The Postal Museum itself is in a building a little further along. I learnt the post service was set up by Henry VIII and originally only took the King’s mail. However, later monarchs learnt they could make money by having other people to pay to use the service and so a regular postal system was set up. By the 18th century, they made more money by carrying passengers as well.
There was a good selection of stuff from the Georgian postal service, including guard uniforms and an 18th century mail coach. The best part was a section telling the story of a coach in 1816 which was attacked by an escaped lioness, which took out one of the horses before being shot. The post was only 45 minutes late.

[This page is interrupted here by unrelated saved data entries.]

//! Clause lookup: static text fragments addressed by key.
//!
//! A key is either `category/service-name` (a service clause) or a bare name
//! for shared boilerplate (`service_provider`, `bank_details`). Stores sit
//! behind the [`ClauseStore`] trait so the filesystem layout can be swapped for
//! an embedded bundle without touching the assembler.

pub mod bundle;
pub mod legal;

use std::collections::BTreeMap;
use std::path::{Path, PathBuf};

use tracing::{debug, warn};

use contractgen_shared::{ContractGenError, Result};

pub use legal::{LegalFramework, LegalFrameworkResolver};

/// Key of the service-provider boilerplate clause.
pub const SERVICE_PROVIDER_KEY: &str = "service_provider";

/// Key of the bank-details boilerplate clause.
pub const BANK_DETAILS_KEY: &str = "bank_details";

/// File extension of clause files on disk.
const CLAUSE_EXTENSION: &str = "txt";

// ---------------------------------------------------------------------------
// ClauseStore
// ---------------------------------------------------------------------------

/// Read-only key → text lookup.
pub trait ClauseStore: Send + Sync {
    /// Load the clause text for `key`. `Ok(None)` on a miss.
    fn load(&self, key: &str) -> Result<Option<String>>;

    /// Service names available under `category`, sorted.
    fn keys(&self, category: &str) -> Vec<String>;

    /// Load the clause for `key`, degrading misses and read failures to "".
    fn load_or_empty(&self, key: &str) -> String {
        match self.load(key) {
            Ok(Some(text)) => text,
            Ok(None) => {
                let err = ContractGenError::ClauseMissing {
                    key: key.to_string(),
                };
                debug!(error = %err, "substituting empty clause");
                String::new()
            }
            Err(e) => {
                warn!(key, error = %e, "clause read failed, substituting empty clause");
                String::new()
            }
        }
    }
}

/// Reject keys that could escape the store root or address nothing.
fn is_valid_key(key: &str) -> bool {
    !key.is_empty()
        && key
            .split('/')
            .all(|seg| !seg.is_empty() && seg != "." && seg != ".." && !seg.contains('\\'))
}

// ---------------------------------------------------------------------------
// Filesystem store
// ---------------------------------------------------------------------------

/// Clause store reading `<root>/<key>.txt`.
#[derive(Debug, Clone)]
pub struct FsClauseStore {
    root: PathBuf,
}

impl FsClauseStore {
    /// Create a store rooted at `root`. The directory need not exist yet.
    pub fn new(root: impl Into<PathBuf>) -> Self {
        Self { root: root.into() }
    }

    /// The directory this store reads from.
    pub fn root(&self) -> &Path {
        &self.root
    }

    fn path_for(&self, key: &str) -> PathBuf {
        self.root.join(format!("{key}.{CLAUSE_EXTENSION}"))
    }
}

impl ClauseStore for FsClauseStore {
    fn load(&self, key: &str) -> Result<Option<String>> {
        if !is_valid_key(key) {
            debug!(key, "rejecting malformed clause key");
            return Ok(None);
        }

        let path = self.path_for(key);
        match std::fs::read_to_string(&path) {
            Ok(text) => {
                debug!(key, bytes = text.len(), "loaded clause");
                Ok(Some(text))
            }
            Err(e) if e.kind() == std::io::ErrorKind::NotFound => Ok(None),
            Err(e) => Err(ContractGenError::io(path, e)),
        }
    }

    fn keys(&self, category: &str) -> Vec<String> {
        if !is_valid_key(category) {
            return Vec::new();
        }

        let dir = self.root.join(category);
        let Ok(entries) = std::fs::read_dir(&dir) else {
            return Vec::new();
        };

        let mut names: Vec<String> = entries
            .filter_map(|entry| entry.ok())
            .map(|entry| entry.path())
            .filter(|path| {
                path.extension()
                    .is_some_and(|ext| ext == CLAUSE_EXTENSION)
            })
            .filter_map(|path| {
                path.file_stem()
                    .map(|stem| stem.to_string_lossy().to_string())
            })
            .collect();
        names.sort();
        names
    }
}

// ---------------------------------------------------------------------------
// In-memory store
// ---------------------------------------------------------------------------

/// Clause store backed by a map, for embedded bundles and tests.
#[derive(Debug, Clone, Default)]
pub struct MemoryClauseStore {
    clauses: BTreeMap<String, String>,
}

impl MemoryClauseStore {
    pub fn new() -> Self {
        Self::default()
    }

    /// Add or replace a clause, builder style.
    pub fn with(mut self, key: impl Into<String>, text: impl Into<String>) -> Self {
        self.insert(key, text);
        self
    }

    pub fn insert(&mut self, key: impl Into<String>, text: impl Into<String>) {
        self.clauses.insert(key.into(), text.into());
    }

    /// Iterate over `(key, text)` pairs in key order.
    pub fn iter(&self) -> impl Iterator<Item = (&str, &str)> {
        self.clauses.iter().map(|(k, v)| (k.as_str(), v.as_str()))
    }

    /// Write every clause to `<root>/<key>.txt`, creating directories.
    ///
    /// Existing files are left alone unless `overwrite` is set. Returns the
    /// number of files written.
    pub fn write_to(&self, root: &Path, overwrite: bool) -> Result<usize> {
        let store = FsClauseStore::new(root);
        let mut written = 0;
        for (key, text) in self.iter() {
            let path = store.path_for(key);
            if path.exists() && !overwrite {
                debug!(path = %path.display(), "clause exists, keeping");
                continue;
            }
            if let Some(parent) = path.parent() {
                std::fs::create_dir_all(parent).map_err(|e| ContractGenError::io(parent, e))?;
            }
            std::fs::write(&path, text).map_err(|e| ContractGenError::io(&path, e))?;
            written += 1;
        }
        Ok(written)
    }
}

impl ClauseStore for MemoryClauseStore {
    fn load(&self, key: &str) -> Result<Option<String>> {
        Ok(self.clauses.get(key).cloned())
    }

    fn keys(&self, category: &str) -> Vec<String> {
        let prefix = format!("{category}/");
        self.clauses
            .keys()
            .filter_map(|k| k.strip_prefix(&prefix))
            .filter(|rest| !rest.contains('/'))
            .map(str::to_string)
            .collect()
    }
}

The rest of the museum tells the more modern story of the postal service. There’s stuff about the development of stamps, post boxes, uniforms and different vehicles. My favourite being the ridiculous 5-wheeled cycles. The have the large ‘penny’ wheel of the penny-farthing, supported by four stabilising ‘farthings’. Another nickname for the ridiculous contraption was the ‘hen and chickens’. They were really only popular in Horsham, where they were invented.
It’s a museum very well set up for younger visitors, with lots of interactive elements and things to do at a more suitable height.
Unforgotten Lives: Rediscovering Londoners of African, Caribbean Asian and Indigenous Heritage 1560-1860.
Another freebie without the Art Pass. I talked about this and a matching lecture last week.